* _Task prompt_: Use the entries below to count the lines that hold the word "value"; answer with the number only.

Dataset excerpts
Start of Block
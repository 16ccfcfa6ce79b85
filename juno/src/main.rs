// Copyright (c) The nextest Contributors
// SPDX-License-Identifier: MIT OR Apache-2.0

use clap::Parser;
use color_eyre::Result;
use juno::JunoApp;

fn main() -> Result<()> {
    color_eyre::install()?;
    let _ = enable_ansi_support::enable_ansi_support();

    let opts = JunoApp::parse();
    let output = opts.init_output();

    match opts.exec(output) {
        Ok(code) => std::process::exit(code),
        Err(error) => {
            error.display_to_stderr(&output.stderr_styles());
            std::process::exit(error.process_exit_code())
        }
    }
}
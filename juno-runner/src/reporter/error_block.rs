// Copyright (c) The nextest Contributors
// SPDX-License-Identifier: MIT OR Apache-2.0

//! Rendering of error blocks.
//!
//! An error block looks like:
//!
//! ```text
//! ======================================================================
//! ERROR: app.tests.MathTests.test_divide
//! ----------------------------------------------------------------------
//! <body>
//! ```
//!
//! The separator widths are part of the output contract: tooling greps for them.

use crate::{errors::RenderError, outcome::ErrorPayload};
use owo_colors::{OwoColorize, Style};
use std::fmt;
use swrite::{SWrite, swrite, swriteln};

/// The width of the separator lines around an error block's header.
pub const SEPARATOR_WIDTH: usize = 70;

/// Renders an error block to a string.
///
/// The body is rendered before anything is returned, so a payload that can't be rendered never
/// produces partial output.
pub(super) fn render_error_block(
    status_label: &str,
    label_style: Style,
    test: &dyn fmt::Display,
    payload: &ErrorPayload,
) -> Result<String, RenderError> {
    let mut body = String::new();
    write_body(&mut body, test, payload)?;

    let mut out = String::new();
    swriteln!(out, "{}", "=".repeat(SEPARATOR_WIDTH));
    swriteln!(out, "{}: {test}", status_label.style(label_style));
    swriteln!(out, "{}", "-".repeat(SEPARATOR_WIDTH));
    out.push_str(&body);
    out.push('\n');
    Ok(out)
}

fn write_body(
    out: &mut String,
    test: &dyn fmt::Display,
    payload: &ErrorPayload,
) -> Result<(), RenderError> {
    match payload {
        ErrorPayload::Structured {
            kind,
            value,
            traceback,
        } => {
            if !is_valid_kind(kind) {
                return Err(RenderError::new(test.to_string(), kind.as_str()));
            }
            if let Some(traceback) = traceback {
                for line in traceback.format_lines() {
                    out.push_str(&line);
                }
            }
            swrite!(out, "{kind}: {value}");
        }
        ErrorPayload::Preformatted(message) => {
            out.push_str(message);
        }
        ErrorPayload::Empty => {}
    }
    Ok(())
}

/// An error kind is printed as `<kind>: <value>`, so it must be a single non-empty word.
fn is_valid_kind(kind: &str) -> bool {
    !kind.is_empty() && !kind.contains(char::is_whitespace)
}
End of Block
* _Solution to the exercise_: 3